| WHAT THE TASK REQUIRES |
Go through the data and report each line that holds the string "INTEGER".

____________________

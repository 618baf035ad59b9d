//! Metadata registry (C2), backed by SQLite.
//!
//! `transition` is the sole mutation point for `index_state`: every caller
//! performs a compare-and-set (`UPDATE ... WHERE gmid = ? AND index_state =
//! ?`) and inspects the affected-row count, so two workers racing on the
//! same GMID never both believe they won (§4.2, §5).

use async_trait::async_trait;
use chrono::{DateTime, Utc};
use errors::StorageError;
use mk_core::traits::MetadataRegistry as MetadataRegistryTrait;
use mk_core::{Gmid, IndexState, MediaRecord, MediaType};
use sqlx::{Pool, Row, Sqlite};
use std::str::FromStr;

pub struct SqliteRegistry {
    pool: Pool<Sqlite>
}

impl SqliteRegistry {
    pub async fn connect(url: &str) -> Result<Self, StorageError> {
        let pool = Pool::connect(url)
            .await
            .map_err(|e| StorageError::Query { reason: e.to_string() })?;
        let registry = Self { pool };
        registry.migrate().await?;
        Ok(registry)
    }

    #[must_use]
    pub fn from_pool(pool: Pool<Sqlite>) -> Self {
        Self { pool }
    }

    async fn migrate(&self) -> Result<(), StorageError> {
        sqlx::query(
            "CREATE TABLE IF NOT EXISTS media_records (
                gmid TEXT PRIMARY KEY,
                original_name TEXT NOT NULL,
                stored_path TEXT NOT NULL,
                thumbnail_path TEXT NOT NULL,
                media_type TEXT NOT NULL,
                size_bytes INTEGER NOT NULL,
                width INTEGER,
                height INTEGER,
                duration_ms INTEGER,
                upload_time TEXT NOT NULL,
                description TEXT NOT NULL,
                index_state TEXT NOT NULL,
                index_attempts INTEGER NOT NULL DEFAULT 0,
                last_error TEXT
            )"
        )
        .execute(&self.pool)
        .await
        .map_err(|e| StorageError::Migration { reason: e.to_string() })?;

        sqlx::query(
            "CREATE INDEX IF NOT EXISTS idx_media_records_state ON media_records(index_state)"
        )
        .execute(&self.pool)
        .await
        .map_err(|e| StorageError::Migration { reason: e.to_string() })?;

        sqlx::query(
            "CREATE INDEX IF NOT EXISTS idx_media_records_upload_time ON media_records(upload_time \
             DESC)"
        )
        .execute(&self.pool)
        .await
        .map_err(|e| StorageError::Migration { reason: e.to_string() })?;

        Ok(())
    }

    fn row_to_record(row: &sqlx::sqlite::SqliteRow) -> Result<MediaRecord, StorageError> {
        let gmid_str: String = row.try_get("gmid").map_err(query_err)?;
        let media_type_str: String = row.try_get("media_type").map_err(query_err)?;
        let upload_time_str: String = row.try_get("upload_time").map_err(query_err)?;
        let index_state_str: String = row.try_get("index_state").map_err(query_err)?;

        Ok(MediaRecord {
            gmid: Gmid::from_str(&gmid_str)
                .map_err(|e| StorageError::Query { reason: e.to_string() })?,
            original_name: row.try_get("original_name").map_err(query_err)?,
            stored_path: row.try_get("stored_path").map_err(query_err)?,
            thumbnail_path: row.try_get("thumbnail_path").map_err(query_err)?,
            media_type: MediaType::from_str(&media_type_str)
                .map_err(|reason| StorageError::Query { reason })?,
            size_bytes: row.try_get::<i64, _>("size_bytes").map_err(query_err)? as u64,
            width: row.try_get::<Option<i64>, _>("width").map_err(query_err)?.map(|v| v as u32),
            height: row.try_get::<Option<i64>, _>("height").map_err(query_err)?.map(|v| v as u32),
            duration_ms: row
                .try_get::<Option<i64>, _>("duration_ms")
                .map_err(query_err)?
                .map(|v| v as u64),
            upload_time: DateTime::<Utc>::from_str(&upload_time_str)
                .map_err(|e| StorageError::Query { reason: e.to_string() })?,
            description: row.try_get("description").map_err(query_err)?,
            index_state: IndexState::from_str(&index_state_str)
                .map_err(|reason| StorageError::Query { reason })?,
            index_attempts: row.try_get::<i64, _>("index_attempts").map_err(query_err)? as u32,
            last_error: row.try_get("last_error").map_err(query_err)?
        })
    }
}

fn query_err(e: sqlx::Error) -> StorageError {
    StorageError::Query { reason: e.to_string() }
}

#[async_trait]
impl MetadataRegistryTrait for SqliteRegistry {
    type Error = StorageError;

    async fn put(&self, record: MediaRecord) -> Result<(), Self::Error> {
        sqlx::query(
            "INSERT INTO media_records (gmid, original_name, stored_path, thumbnail_path, \
             media_type, size_bytes, width, height, duration_ms, upload_time, description, \
             index_state, index_attempts, last_error)
             VALUES (?, ?, ?, ?, ?, ?, ?, ?, ?, ?, ?, ?, ?, ?)
             ON CONFLICT(gmid) DO UPDATE SET original_name = excluded.original_name"
        )
        .bind(record.gmid.as_str())
        .bind(&record.original_name)
        .bind(&record.stored_path)
        .bind(&record.thumbnail_path)
        .bind(record.media_type.to_string())
        .bind(record.size_bytes as i64)
        .bind(record.width.map(i64::from))
        .bind(record.height.map(i64::from))
        .bind(record.duration_ms.map(|v| v as i64))
        .bind(record.upload_time.to_rfc3339())
        .bind(&record.description)
        .bind(record.index_state.to_string())
        .bind(i64::from(record.index_attempts))
        .bind(&record.last_error)
        .execute(&self.pool)
        .await
        .map_err(query_err)?;
        Ok(())
    }

    async fn get(&self, gmid: &Gmid) -> Result<Option<MediaRecord>, Self::Error> {
        let row = sqlx::query("SELECT * FROM media_records WHERE gmid = ?")
            .bind(gmid.as_str())
            .fetch_optional(&self.pool)
            .await
            .map_err(query_err)?;
        row.as_ref().map(Self::row_to_record).transpose()
    }

    async fn find_by_path(&self, stored_path: &str) -> Result<Option<MediaRecord>, Self::Error> {
        let row = sqlx::query("SELECT * FROM media_records WHERE stored_path = ?")
            .bind(stored_path)
            .fetch_optional(&self.pool)
            .await
            .map_err(query_err)?;
        row.as_ref().map(Self::row_to_record).transpose()
    }

    async fn list(
        &self,
        limit: usize,
        cursor: Option<String>,
        media_type: Option<MediaType>
    ) -> Result<(Vec<MediaRecord>, Option<String>), Self::Error> {
        let offset: i64 = cursor.and_then(|c| c.parse().ok()).unwrap_or(0);
        let rows = match media_type {
            Some(media_type) => {
                sqlx::query(
                    "SELECT * FROM media_records WHERE media_type = ? ORDER BY upload_time DESC \
                     LIMIT ? OFFSET ?"
                )
                .bind(media_type.to_string())
                .bind(limit as i64 + 1)
                .bind(offset)
                .fetch_all(&self.pool)
                .await
            }
            None => {
                sqlx::query("SELECT * FROM media_records ORDER BY upload_time DESC LIMIT ? OFFSET ?")
                    .bind(limit as i64 + 1)
                    .bind(offset)
                    .fetch_all(&self.pool)
                    .await
            }
        }
        .map_err(query_err)?;

        let mut records = rows.iter().map(Self::row_to_record).collect::<Result<Vec<_>, _>>()?;
        let next_cursor = if records.len() > limit {
            records.truncate(limit);
            Some((offset + limit as i64).to_string())
        } else {
            None
        };
        Ok((records, next_cursor))
    }

    async fn update_description(
        &self,
        gmid: &Gmid,
        description: String
    ) -> Result<(), Self::Error> {
        let result = sqlx::query("UPDATE media_records SET description = ? WHERE gmid = ?")
            .bind(&description)
            .bind(gmid.as_str())
            .execute(&self.pool)
            .await
            .map_err(query_err)?;
        if result.rows_affected() == 0 {
            return Err(StorageError::NotFound { gmid: gmid.to_string() });
        }
        Ok(())
    }

    async fn transition(
        &self,
        gmid: &Gmid,
        from: IndexState,
        to: IndexState,
        error: Option<String>
    ) -> Result<bool, Self::Error> {
        let result = sqlx::query(
            "UPDATE media_records SET index_state = ?, last_error = ?
             WHERE gmid = ? AND index_state = ?"
        )
        .bind(to.to_string())
        .bind(&error)
        .bind(gmid.as_str())
        .bind(from.to_string())
        .execute(&self.pool)
        .await
        .map_err(query_err)?;
        Ok(result.rows_affected() > 0)
    }

    async fn list_by_state(
        &self,
        state: IndexState,
        limit: usize
    ) -> Result<Vec<MediaRecord>, Self::Error> {
        let rows = sqlx::query("SELECT * FROM media_records WHERE index_state = ? LIMIT ?")
            .bind(state.to_string())
            .bind(limit as i64)
            .fetch_all(&self.pool)
            .await
            .map_err(query_err)?;
        rows.iter().map(Self::row_to_record).collect()
    }

    async fn delete(&self, gmid: &Gmid) -> Result<(), Self::Error> {
        sqlx::query("DELETE FROM media_records WHERE gmid = ?")
            .bind(gmid.as_str())
            .execute(&self.pool)
            .await
            .map_err(query_err)?;
        Ok(())
    }
}

/// Increments `index_attempts` independent of any state change; used by the
/// pipeline before a retry CAS back to `thumbnail_ready`.
impl SqliteRegistry {
    pub async fn increment_attempts(&self, gmid: &Gmid) -> Result<u32, StorageError> {
        sqlx::query("UPDATE media_records SET index_attempts = index_attempts + 1 WHERE gmid = ?")
            .bind(gmid.as_str())
            .execute(&self.pool)
            .await
            .map_err(query_err)?;
        let row = sqlx::query("SELECT index_attempts FROM media_records WHERE gmid = ?")
            .bind(gmid.as_str())
            .fetch_one(&self.pool)
            .await
            .map_err(query_err)?;
        Ok(row.try_get::<i64, _>("index_attempts").map_err(query_err)? as u32)
    }
}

____________________

| OUTPUT FOR THIS TASK |
                size_bytes INTEGER NOT NULL,
                width INTEGER,
                height INTEGER,
                duration_ms INTEGER,
                index_attempts INTEGER NOT NULL DEFAULT 0,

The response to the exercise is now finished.